Write out the entries below in full, exactly as given.

[Stored data entries]
▼

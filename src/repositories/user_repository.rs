// src/repositories/user_repository.rs
//
// Profile records (the users table)

use std::sync::Arc;

use rusqlite::{params, Row};
use uuid::Uuid;

use super::mapping::{label_column, timestamp_column, uuid_column};
use crate::db::ConnectionPool;
use crate::domain::user::{Role, UserProfile};
use crate::error::{AppError, AppResult};

#[cfg_attr(test, mockall::automock)]
pub trait UserProfileRepository: Send + Sync {
    /// Insert or update by id
    fn save(&self, profile: &UserProfile) -> AppResult<()>;

    fn get_by_id(&self, id: Uuid) -> AppResult<Option<UserProfile>>;
}

pub struct SqliteUserProfileRepository {
    pool: Arc<ConnectionPool>,
}

impl SqliteUserProfileRepository {
    pub fn new(pool: Arc<ConnectionPool>) -> Self {
        Self { pool }
    }

    fn row_to_profile(row: &Row) -> Result<UserProfile, rusqlite::Error> {
        Ok(UserProfile {
            id: uuid_column(row, "id")?,
            email: row.get("email")?,
            username: row.get("username")?,
            role: label_column(row, "role", Role::parse)?,
            created_at: timestamp_column(row, "created_at")?,
        })
    }
}

impl UserProfileRepository for SqliteUserProfileRepository {
    fn save(&self, profile: &UserProfile) -> AppResult<()> {
        let conn = self.pool.get()?;

        conn.execute(
            "INSERT INTO users (id, email, username, role, created_at)
             VALUES (?1, ?2, ?3, ?4, ?5)
             ON CONFLICT(id) DO UPDATE SET
                email = excluded.email,
                username = excluded.username,
                role = excluded.role",
            params![
                profile.id.to_string(),
                profile.email,
                profile.username,
                profile.role.as_str(),
                profile.created_at.to_rfc3339(),
            ],
        )?;

        Ok(())
    }

    fn get_by_id(&self, id: Uuid) -> AppResult<Option<UserProfile>> {
        let conn = self.pool.get()?;

        let mut stmt = conn.prepare(
            "SELECT id, email, username, role, created_at FROM users WHERE id = ?1",
        )?;

        match stmt.query_row(params![id.to_string()], Self::row_to_profile) {
            Ok(profile) => Ok(Some(profile)),
            Err(rusqlite::Error::QueryReturnedNoRows) => Ok(None),
            Err(e) => Err(AppError::Database(e)),
        }
    }
}

#[cfg(test)]
mod tests {
    use super::*;
    use crate::config::AppConfig;
    use crate::db::{create_connection_pool, initialize_database};

    fn repository() -> SqliteUserProfileRepository {
        let pool = create_connection_pool(&AppConfig::in_memory()).unwrap();
        initialize_database(&pool.get().unwrap()).unwrap();
        SqliteUserProfileRepository::new(Arc::new(pool))
    }

    #[test]
    fn test_save_and_get() {
        let repo = repository();
        let profile = UserProfile::new(
            Uuid::new_v4(),
            "ann@x.io".to_string(),
            Some("ann".to_string()),
            Role::Admin,
        );

        repo.save(&profile).unwrap();

        let loaded = repo.get_by_id(profile.id).unwrap().unwrap();
        assert_eq!(loaded.role, Role::Admin);
        assert_eq!(loaded.username.as_deref(), Some("ann"));
    }

    #[test]
    fn test_save_updates_existing() {
        let repo = repository();
        let mut profile = UserProfile::new(Uuid::new_v4(), "bob@x.io".to_string(), None, Role::User);
        repo.save(&profile).unwrap();

        profile.username = Some("bob".to_string());
        repo.save(&profile).unwrap();

        let loaded = repo.get_by_id(profile.id).unwrap().unwrap();
        assert_eq!(loaded.username.as_deref(), Some("bob"));
    }

    #[test]
    fn test_missing_profile() {
        let repo = repository();
        assert!(repo.get_by_id(Uuid::new_v4()).unwrap().is_none());
    }
}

▲

Your response –
filename src/repositories/user_repository.rs
// src/repositories/user_repository.rs
//
// Profile records (the users table)

use std::sync::Arc;

use rusqlite::{params, Row};
use uuid::Uuid;

use super::mapping::{label_column, timestamp_column, uuid_column};
use crate::db::ConnectionPool;
use crate::domain::user::{Role, UserProfile};
use crate::error::{AppError, AppResult};

#[cfg_attr(test, mockall::automock)]
pub trait UserProfileRepository: Send + Sync {
    /// Insert or update by id
    fn save(&self, profile: &UserProfile) -> AppResult<()>;

    fn get_by_id(&self, id: Uuid) -> AppResult<Option<UserProfile>>;
}

pub struct SqliteUserProfileRepository {
    pool: Arc<ConnectionPool>,
}

impl SqliteUserProfileRepository {
    pub fn new(pool: Arc<ConnectionPool>) -> Self {
        Self { pool }
    }

    fn row_to_profile(row: &Row) -> Result<UserProfile, rusqlite::Error> {
        Ok(UserProfile {
            id: uuid_column(row, "id")?,
            email: row.get("email")?,
            username: row.get("username")?,
            role: label_column(row, "role", Role::parse)?,
            created_at: timestamp_column(row, "created_at")?,
        })
    }
}

impl UserProfileRepository for SqliteUserProfileRepository {
    fn save(&self, profile: &UserProfile) -> AppResult<()> {
        let conn = self.pool.get()?;

        conn.execute(
            "INSERT INTO users (id, email, username, role, created_at)
             VALUES (?1, ?2, ?3, ?4, ?5)
             ON CONFLICT(id) DO UPDATE SET
                email = excluded.email,
                username = excluded.username,
                role = excluded.role",
            params![
                profile.id.to_string(),
                profile.email,
                profile.username,
                profile.role.as_str(),
                profile.created_at.to_rfc3339(),
            ],
        )?;

        Ok(())
    }

    fn get_by_id(&self, id: Uuid) -> AppResult<Option<UserProfile>> {
        let conn = self.pool.get()?;

        let mut stmt = conn.prepare(
            "SELECT id, email, username, role, created_at FROM users WHERE id = ?1",
        )?;

        match stmt.query_row(params![id.to_string()], Self::row_to_profile) {
            Ok(profile) => Ok(Some(profile)),
            Err(rusqlite::Error::QueryReturnedNoRows) => Ok(None),
            Err(e) => Err(AppError::Database(e)),
        }
    }
}

#[cfg(test)]
mod tests {
    use super::*;
    use crate::config::AppConfig;
    use crate::db::{create_connection_pool, initialize_database};

    fn repository() -> SqliteUserProfileRepository {
        let pool = create_connection_pool(&AppConfig::in_memory()).unwrap();
        initialize_database(&pool.get().unwrap()).unwrap();
        SqliteUserProfileRepository::new(Arc::new(pool))
    }

    #[test]
    fn test_save_and_get() {
        let repo = repository();
        let profile = UserProfile::new(
            Uuid::new_v4(),
            "ann@x.io".to_string(),
            Some("ann".to_string()),
            Role::Admin,
        );

        repo.save(&profile).unwrap();

        let loaded = repo.get_by_id(profile.id).unwrap().unwrap();
        assert_eq!(loaded.role, Role::Admin);
        assert_eq!(loaded.username.as_deref(), Some("ann"));
    }

    #[test]
    fn test_save_updates_existing() {
        let repo = repository();
        let mut profile = UserProfile::new(Uuid::new_v4(), "bob@x.io".to_string(), None, Role::User);
        repo.save(&profile).unwrap();

        profile.username = Some("bob".to_string());
        repo.save(&profile).unwrap();

        let loaded = repo.get_by_id(profile.id).unwrap().unwrap();
        assert_eq!(loaded.username.as_deref(), Some("bob"));
    }

    #[test]
    fn test_missing_profile() {
        let repo = repository();
        assert!(repo.get_by_id(Uuid::new_v4()).unwrap().is_none());
    }
}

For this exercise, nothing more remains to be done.